Working with Microsoft Azure for 20 hours and why I will not use it again
Last weekend I attended a Hackathon at Microsoft. Overall it was an awesome experience and I had a lot of fun, so this post has nothing to do with the event itself and also is not my overall opinion on Microsoft. They do awesome stuff in a lot of fields, but with Azure, they are definitely under delivering.
During the event, I started to get in touch with the Azure platform. Our project Idea was to create a website where you can search for news and then via sentiment analysis this news would be sorted by “happiness”. The news search and sentiment analysis are offered via Azures so-called cognitive services that abstract the ML models away and you can simply use an API for accessing that services....so far so good. With this preconditions most of you coders out there will have the thought: “This sounds too easy to fill 24h of programming”. Exactly what I thought...already thinking about also coding an Alexa skill and so on to fill the time. With two experienced developers, we thought the backend would be done in about 4h (conservative calculation) as it would only be stitching together three APIs and delivering that info to a JSON REST API for our frontend team. For keeping the fun up and having more learnings during the project we decided to do the backend as a serverless function. But then Azure came into our way...

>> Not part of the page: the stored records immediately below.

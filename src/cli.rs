//! # 命令行接口模块
//!
//! 使用 `clap` 定义了程序的命令行结构，包括子命令和参数。
//! 不带子命令运行时进入交互模式。

use clap::Parser;
use std::path::PathBuf;

/// 一款基于 LSB (最低有效位) 隐写术的命令行工具，用于在 24 位 BMP 图像中隐藏或恢复整个文件。
#[derive(Parser, Debug)]
#[command(
    version,
    about,
    long_about = "一款基于 LSB (最低有效位) 隐写术的命令行工具，用于在 24 位 BMP 图像中隐藏或恢复整个文件。\n不带子命令运行时进入交互模式。"
)]
pub struct Cli {
    #[command(subcommand)]
    pub command: Option<Commands>,
}

/// 可用的子命令：encode (隐藏) 和 decode (恢复)。
#[derive(Parser, Debug)]
pub enum Commands {
    /// 将秘密文件 (.txt, .c, .csv, .sh) 隐藏到 BMP 图像中。
    Encode(EncodeArgs),

    /// 从经过隐写的 BMP 图像中恢复秘密文件。
    Decode(DecodeArgs),
}

/// 'encode' 命令所需的参数。
#[derive(Parser, Debug, Clone)]
pub struct EncodeArgs {
    /// 用作载体的 BMP 图像路径。
    #[arg(short, long)]
    pub image: PathBuf,

    /// 要隐藏的秘密文件路径。
    #[arg(short, long)]
    pub secret: PathBuf,

    /// 隐写图像的输出路径 (必须以 .bmp 结尾)，默认为载体所在目录下的 default.bmp。
    #[arg(short = 'o', long)]
    pub dest: Option<PathBuf>,

    /// 覆盖已存在的输出文件。
    #[arg(short, long)]
    pub force: bool,
}

/// 'decode' 命令所需的参数。
#[derive(Parser, Debug, Clone)]
pub struct DecodeArgs {
    /// 已隐藏文件的 BMP 图像路径。
    #[arg(short, long)]
    pub image: PathBuf,

    /// 输出文件名，扩展名会被替换为隐藏文件原来的扩展名。
    #[arg(short, long)]
    pub output: PathBuf,

    /// 覆盖已存在的输出文件。
    #[arg(short, long)]
    pub force: bool,
}
//! # bmp_lsb_hide 库
//!
//! 本库包含 BMP LSB 隐写工具的核心逻辑：位打包、容量校验、隐藏与恢复流水线。

// 声明库包含的所有模块。

pub mod cli;
pub mod constants;
pub mod embed;
pub mod error;
pub mod extract;
pub mod handler;
pub mod interactive;
pub mod steganography;
pub mod validation;

pub use embed::encode;
pub use error::{Result, StegoError};
pub use extract::decode;
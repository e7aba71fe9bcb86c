//! # 隐藏流水线
//!
//! 严格按顺序执行：复制头部 → 魔数 → 扩展名长度 → 扩展名 → 数据长度 → 数据 → 剩余像素。
//! 每一步都从载体流中消耗对应数量的字节，打包后写入输出流。任意一步失败都会终止整个操作，
//! 此时输出流中的内容不完整，不能作为恢复的输入。

use crate::constants::{BITS_PER_BYTE, INT_FIELD_BYTES, MAGIC_MARKER};
use crate::error::{Result, StegoError};
use crate::steganography::{pack_byte, pack_u32};
use crate::validation::{CarrierHeader, SecretExtension, check_capacity};
use std::fmt;
use std::io::{self, Read, Write};

/// 隐藏流水线的阶段，只能向前推进。
#[derive(Debug, Clone, Copy, PartialEq, Eq)]
pub enum EmbedStage {
    Init,
    HeaderCopied,
    MagicWritten,
    ExtnSizeWritten,
    ExtnWritten,
    PayloadSizeWritten,
    PayloadWritten,
    TailCopied,
    Done,
}

impl fmt::Display for EmbedStage {
    fn fmt(&self, f: &mut fmt::Formatter<'_>) -> fmt::Result {
        let name = match self {
            Self::Init => "init",
            Self::HeaderCopied => "header copied",
            Self::MagicWritten => "magic marker written",
            Self::ExtnSizeWritten => "extension length written",
            Self::ExtnWritten => "extension written",
            Self::PayloadSizeWritten => "payload length written",
            Self::PayloadWritten => "payload written",
            Self::TailCopied => "remaining pixels copied",
            Self::Done => "done",
        };
        f.write_str(name)
    }
}

/// 把秘密数据隐藏进载体流，结果写入隐写流。
///
/// 创建时只读取载体头部，不写任何数据；[`Embedder::embed`] 先检查容量，再开始写入。
pub struct Embedder<R, W> {
    carrier: R,
    stego: W,
    header: CarrierHeader,
    stage: EmbedStage,
}

impl<R: Read, W: Write> Embedder<R, W> {
    pub fn new(mut carrier: R, stego: W) -> Result<Self> {
        let header = CarrierHeader::read_from(&mut carrier)?;
        Ok(Self::from_parts(header, carrier, stego))
    }

    /// 头部已由调用方读出时使用，`carrier` 必须正好位于像素数据的起始位置。
    pub fn from_parts(header: CarrierHeader, carrier: R, stego: W) -> Self {
        Self {
            carrier,
            stego,
            header,
            stage: EmbedStage::Init,
        }
    }

    pub fn header(&self) -> &CarrierHeader {
        &self.header
    }

    pub fn stage(&self) -> EmbedStage {
        self.stage
    }

    /// 执行完整的隐藏流程，成功后返回输出流。
    ///
    /// # Errors
    ///
    /// * [`StegoError::InsufficientCapacity`] / [`StegoError::PayloadTooLarge`]：在写入任何数据之前返回。
    /// * [`StegoError::Io`]：读取载体或写入输出失败，包括载体实际长度小于头部声明的尺寸。
    pub fn embed(mut self, extension: &SecretExtension, payload: &[u8]) -> Result<W> {
        check_capacity(&self.header, extension, payload.len())?;
        let payload_len = u32::try_from(payload.len())
            .map_err(|_| StegoError::PayloadTooLarge { len: payload.len() })?;
        let extension_len = u32::try_from(extension.len()).map_err(|_| {
            StegoError::InvalidExtension {
                name: extension.to_string(),
            }
        })?;

        self.stego.write_all(self.header.as_bytes())?;
        self.advance(EmbedStage::HeaderCopied);

        self.embed_bytes(MAGIC_MARKER)?;
        self.advance(EmbedStage::MagicWritten);

        self.embed_u32(extension_len)?;
        self.advance(EmbedStage::ExtnSizeWritten);

        self.embed_bytes(extension.as_bytes())?;
        self.advance(EmbedStage::ExtnWritten);

        self.embed_u32(payload_len)?;
        self.advance(EmbedStage::PayloadSizeWritten);

        self.embed_bytes(payload)?;
        self.advance(EmbedStage::PayloadWritten);

        let tail = io::copy(&mut self.carrier, &mut self.stego)?;
        log::debug!("copied {tail} untouched carrier bytes");
        self.advance(EmbedStage::TailCopied);

        self.stego.flush()?;
        self.advance(EmbedStage::Done);
        Ok(self.stego)
    }

    fn embed_bytes(&mut self, values: &[u8]) -> Result<()> {
        let mut chunk = [0u8; BITS_PER_BYTE];
        for &value in values {
            self.carrier.read_exact(&mut chunk)?;
            pack_byte(value, &mut chunk);
            self.stego.write_all(&chunk)?;
        }
        Ok(())
    }

    fn embed_u32(&mut self, value: u32) -> Result<()> {
        let mut chunk = [0u8; INT_FIELD_BYTES];
        self.carrier.read_exact(&mut chunk)?;
        pack_u32(value, &mut chunk);
        self.stego.write_all(&chunk)?;
        Ok(())
    }

    fn advance(&mut self, next: EmbedStage) {
        log::debug!("embed: {} -> {}", self.stage, next);
        self.stage = next;
    }
}

/// 在内存中完成一次隐藏，返回完整的隐写图像字节。
pub fn encode(carrier: &[u8], payload: &[u8], extension: &SecretExtension) -> Result<Vec<u8>> {
    let stego = Vec::with_capacity(carrier.len());
    Embedder::new(carrier, stego)?.embed(extension, payload)
}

So for sure we did things wrong and it could have been done faster, but this blog post is about the hard onboarding and overall bad structure of Azure. Please also keep in mind that Azure is still in a more-or-less early stage and not everything is wrong in there. In the following, I will walk you through the timeline of this disaster and suggestions I would have in mind to fix some of the most confusing steps. Actually, I will try to avoid these mistakes in my own future projects, so thanks Microsoft by showing me a way how not to do things xD
Just a bit more background: My partner in the backend had some experience with GCP and I do most of my current projects with AWS, so we did know how stuff works there...couldn't be too hard to transfer that knowledge to the Azure platform.
Start of the project
So first of all creating a new Azure account, that is not that hard and after entering credit card info you get 100$ of free credit. I actually like how Microsoft solved that here: You have two plans. You start with the 100$ free tier and if you spend all of that money you manually have to change to the pay-as-you-go plan. So that protects you of opening up an account, doing some testing, forgetting about it and then a month later you get a huge bill (happened to me with AWS). So that is nice for protecting new users that just start to test the system. Good job here Microsoft!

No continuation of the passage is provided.